Stored data:
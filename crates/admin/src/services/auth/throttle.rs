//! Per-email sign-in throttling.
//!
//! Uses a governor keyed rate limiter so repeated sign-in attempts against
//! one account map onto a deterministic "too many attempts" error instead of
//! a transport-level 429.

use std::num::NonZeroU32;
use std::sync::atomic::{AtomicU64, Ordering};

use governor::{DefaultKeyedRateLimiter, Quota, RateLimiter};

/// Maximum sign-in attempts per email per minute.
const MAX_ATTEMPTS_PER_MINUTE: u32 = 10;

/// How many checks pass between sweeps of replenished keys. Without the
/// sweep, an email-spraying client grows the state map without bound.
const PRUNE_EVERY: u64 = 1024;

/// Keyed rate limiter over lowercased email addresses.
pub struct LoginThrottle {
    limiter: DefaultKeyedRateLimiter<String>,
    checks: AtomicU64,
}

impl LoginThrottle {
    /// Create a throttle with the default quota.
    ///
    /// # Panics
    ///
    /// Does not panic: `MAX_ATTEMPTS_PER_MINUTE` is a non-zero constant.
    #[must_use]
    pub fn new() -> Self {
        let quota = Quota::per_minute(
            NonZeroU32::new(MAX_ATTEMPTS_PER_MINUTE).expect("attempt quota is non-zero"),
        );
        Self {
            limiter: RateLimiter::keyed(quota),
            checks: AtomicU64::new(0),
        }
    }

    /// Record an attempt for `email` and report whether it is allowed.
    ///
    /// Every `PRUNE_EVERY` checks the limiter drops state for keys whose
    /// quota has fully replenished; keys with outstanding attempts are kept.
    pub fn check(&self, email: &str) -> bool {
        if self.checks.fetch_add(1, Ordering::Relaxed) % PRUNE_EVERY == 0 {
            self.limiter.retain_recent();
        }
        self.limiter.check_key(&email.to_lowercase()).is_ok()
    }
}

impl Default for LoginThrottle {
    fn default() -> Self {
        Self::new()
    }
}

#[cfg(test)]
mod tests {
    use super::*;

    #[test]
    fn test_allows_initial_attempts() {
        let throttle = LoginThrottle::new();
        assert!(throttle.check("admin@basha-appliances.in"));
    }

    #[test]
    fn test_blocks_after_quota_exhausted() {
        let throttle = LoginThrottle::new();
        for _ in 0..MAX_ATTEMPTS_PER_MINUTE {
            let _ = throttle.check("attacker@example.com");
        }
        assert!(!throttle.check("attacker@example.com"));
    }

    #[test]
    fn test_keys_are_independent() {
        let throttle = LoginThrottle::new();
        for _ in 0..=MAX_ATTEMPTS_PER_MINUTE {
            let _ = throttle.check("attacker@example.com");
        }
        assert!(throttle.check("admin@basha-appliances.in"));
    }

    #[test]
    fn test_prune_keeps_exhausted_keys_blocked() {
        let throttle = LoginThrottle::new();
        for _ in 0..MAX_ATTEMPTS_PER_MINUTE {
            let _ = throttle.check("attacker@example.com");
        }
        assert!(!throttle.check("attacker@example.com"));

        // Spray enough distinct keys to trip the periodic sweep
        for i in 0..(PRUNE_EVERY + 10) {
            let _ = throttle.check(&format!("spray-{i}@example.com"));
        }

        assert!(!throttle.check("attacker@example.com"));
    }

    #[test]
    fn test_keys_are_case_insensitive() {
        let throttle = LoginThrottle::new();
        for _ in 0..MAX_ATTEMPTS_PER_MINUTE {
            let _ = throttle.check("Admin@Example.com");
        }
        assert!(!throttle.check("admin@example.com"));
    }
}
---
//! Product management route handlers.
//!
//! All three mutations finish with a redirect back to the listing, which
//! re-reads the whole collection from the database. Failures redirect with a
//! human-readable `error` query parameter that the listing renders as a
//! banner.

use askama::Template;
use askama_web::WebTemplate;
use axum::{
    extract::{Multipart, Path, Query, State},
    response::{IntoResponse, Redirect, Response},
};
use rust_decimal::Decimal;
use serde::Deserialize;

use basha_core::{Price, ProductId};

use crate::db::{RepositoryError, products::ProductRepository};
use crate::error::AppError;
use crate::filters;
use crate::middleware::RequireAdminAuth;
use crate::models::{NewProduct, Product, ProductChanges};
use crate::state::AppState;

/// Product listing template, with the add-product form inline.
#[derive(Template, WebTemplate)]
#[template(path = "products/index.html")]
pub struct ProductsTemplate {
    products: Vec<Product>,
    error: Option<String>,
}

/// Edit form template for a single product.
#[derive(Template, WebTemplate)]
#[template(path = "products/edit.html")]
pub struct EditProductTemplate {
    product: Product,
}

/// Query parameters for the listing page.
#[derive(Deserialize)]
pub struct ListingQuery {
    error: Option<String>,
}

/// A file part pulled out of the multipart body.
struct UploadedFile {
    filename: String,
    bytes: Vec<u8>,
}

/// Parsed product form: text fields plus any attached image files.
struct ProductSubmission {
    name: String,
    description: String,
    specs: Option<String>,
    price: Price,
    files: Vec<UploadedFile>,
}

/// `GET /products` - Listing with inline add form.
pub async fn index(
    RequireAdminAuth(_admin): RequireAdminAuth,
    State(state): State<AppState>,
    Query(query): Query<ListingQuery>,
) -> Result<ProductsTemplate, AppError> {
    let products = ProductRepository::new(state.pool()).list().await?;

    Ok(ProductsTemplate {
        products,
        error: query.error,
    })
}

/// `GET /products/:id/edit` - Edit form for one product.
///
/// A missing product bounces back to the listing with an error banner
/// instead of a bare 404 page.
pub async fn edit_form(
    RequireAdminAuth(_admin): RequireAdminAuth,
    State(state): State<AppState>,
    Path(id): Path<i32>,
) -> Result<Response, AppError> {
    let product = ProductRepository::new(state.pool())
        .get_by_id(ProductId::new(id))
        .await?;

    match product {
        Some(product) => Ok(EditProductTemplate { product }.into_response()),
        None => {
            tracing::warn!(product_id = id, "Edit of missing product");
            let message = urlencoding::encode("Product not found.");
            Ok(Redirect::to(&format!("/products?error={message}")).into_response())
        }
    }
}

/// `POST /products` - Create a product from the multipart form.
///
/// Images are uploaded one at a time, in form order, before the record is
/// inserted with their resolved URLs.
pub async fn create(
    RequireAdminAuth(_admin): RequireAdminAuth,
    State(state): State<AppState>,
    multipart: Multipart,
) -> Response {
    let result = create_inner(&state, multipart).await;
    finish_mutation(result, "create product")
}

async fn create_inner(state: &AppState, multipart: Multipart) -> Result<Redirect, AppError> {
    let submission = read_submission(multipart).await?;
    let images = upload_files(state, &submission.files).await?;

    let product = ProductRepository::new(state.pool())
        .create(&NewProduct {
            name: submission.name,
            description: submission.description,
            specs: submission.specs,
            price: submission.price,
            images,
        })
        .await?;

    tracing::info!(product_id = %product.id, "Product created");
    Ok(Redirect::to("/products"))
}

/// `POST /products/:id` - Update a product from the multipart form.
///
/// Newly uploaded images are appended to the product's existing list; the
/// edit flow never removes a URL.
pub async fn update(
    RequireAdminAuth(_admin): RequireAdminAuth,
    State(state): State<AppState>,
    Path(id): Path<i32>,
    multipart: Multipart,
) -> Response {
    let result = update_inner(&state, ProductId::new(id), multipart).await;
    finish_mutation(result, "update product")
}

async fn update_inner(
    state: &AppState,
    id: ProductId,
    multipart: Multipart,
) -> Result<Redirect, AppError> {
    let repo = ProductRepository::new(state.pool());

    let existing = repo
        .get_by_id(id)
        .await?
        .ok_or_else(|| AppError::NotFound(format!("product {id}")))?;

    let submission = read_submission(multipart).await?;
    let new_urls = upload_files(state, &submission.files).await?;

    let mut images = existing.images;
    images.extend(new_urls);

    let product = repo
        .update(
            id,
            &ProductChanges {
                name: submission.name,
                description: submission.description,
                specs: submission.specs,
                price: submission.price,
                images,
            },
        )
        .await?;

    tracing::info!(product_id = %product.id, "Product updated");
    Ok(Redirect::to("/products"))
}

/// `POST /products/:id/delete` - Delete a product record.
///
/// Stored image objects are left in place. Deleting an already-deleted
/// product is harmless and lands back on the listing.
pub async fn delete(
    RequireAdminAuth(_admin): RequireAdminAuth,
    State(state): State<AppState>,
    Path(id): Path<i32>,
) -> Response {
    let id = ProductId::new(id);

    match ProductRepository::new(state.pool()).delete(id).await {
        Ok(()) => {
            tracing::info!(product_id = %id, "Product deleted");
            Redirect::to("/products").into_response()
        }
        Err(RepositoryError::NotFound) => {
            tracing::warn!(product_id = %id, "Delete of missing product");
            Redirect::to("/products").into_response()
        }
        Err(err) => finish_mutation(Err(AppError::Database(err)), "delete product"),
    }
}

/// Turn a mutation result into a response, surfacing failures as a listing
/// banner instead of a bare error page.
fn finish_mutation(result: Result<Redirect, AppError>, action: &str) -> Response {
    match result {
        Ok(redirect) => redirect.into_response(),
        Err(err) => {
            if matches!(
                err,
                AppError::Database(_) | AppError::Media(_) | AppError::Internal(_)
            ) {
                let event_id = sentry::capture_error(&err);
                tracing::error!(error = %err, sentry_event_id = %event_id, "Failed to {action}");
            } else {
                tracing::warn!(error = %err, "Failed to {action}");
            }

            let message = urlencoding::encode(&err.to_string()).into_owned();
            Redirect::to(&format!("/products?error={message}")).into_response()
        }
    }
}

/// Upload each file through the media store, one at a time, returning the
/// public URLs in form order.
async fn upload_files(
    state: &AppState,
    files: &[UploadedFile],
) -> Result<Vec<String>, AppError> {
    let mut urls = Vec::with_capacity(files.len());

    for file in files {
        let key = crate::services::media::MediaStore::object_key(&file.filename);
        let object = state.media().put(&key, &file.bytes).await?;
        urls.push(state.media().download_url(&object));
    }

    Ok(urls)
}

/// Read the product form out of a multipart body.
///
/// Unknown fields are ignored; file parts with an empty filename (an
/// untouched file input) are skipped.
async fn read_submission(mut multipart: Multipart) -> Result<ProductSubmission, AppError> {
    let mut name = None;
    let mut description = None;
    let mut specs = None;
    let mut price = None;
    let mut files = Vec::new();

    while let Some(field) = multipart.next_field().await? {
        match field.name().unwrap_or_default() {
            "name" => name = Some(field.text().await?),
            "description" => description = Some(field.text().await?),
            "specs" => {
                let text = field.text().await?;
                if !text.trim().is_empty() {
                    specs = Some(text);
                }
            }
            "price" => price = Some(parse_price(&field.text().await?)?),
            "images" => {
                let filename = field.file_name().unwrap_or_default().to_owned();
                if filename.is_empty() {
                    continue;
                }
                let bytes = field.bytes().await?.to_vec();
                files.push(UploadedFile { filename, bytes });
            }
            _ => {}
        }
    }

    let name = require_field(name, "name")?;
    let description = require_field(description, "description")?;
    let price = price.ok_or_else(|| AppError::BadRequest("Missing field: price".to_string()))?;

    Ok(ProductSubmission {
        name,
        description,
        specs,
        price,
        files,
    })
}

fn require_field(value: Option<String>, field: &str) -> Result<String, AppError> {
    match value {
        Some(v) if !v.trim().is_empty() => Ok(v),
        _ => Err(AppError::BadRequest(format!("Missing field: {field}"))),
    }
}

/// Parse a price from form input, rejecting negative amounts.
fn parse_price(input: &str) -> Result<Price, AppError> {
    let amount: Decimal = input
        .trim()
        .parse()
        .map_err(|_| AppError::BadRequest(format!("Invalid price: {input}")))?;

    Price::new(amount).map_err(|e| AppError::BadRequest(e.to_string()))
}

• **Your instructions**: Return, from the entries, each line that holds "ProductsTemplate".

• **Task response**:
pub struct ProductsTemplate {
) -> Result<ProductsTemplate, AppError> {
    Ok(ProductsTemplate {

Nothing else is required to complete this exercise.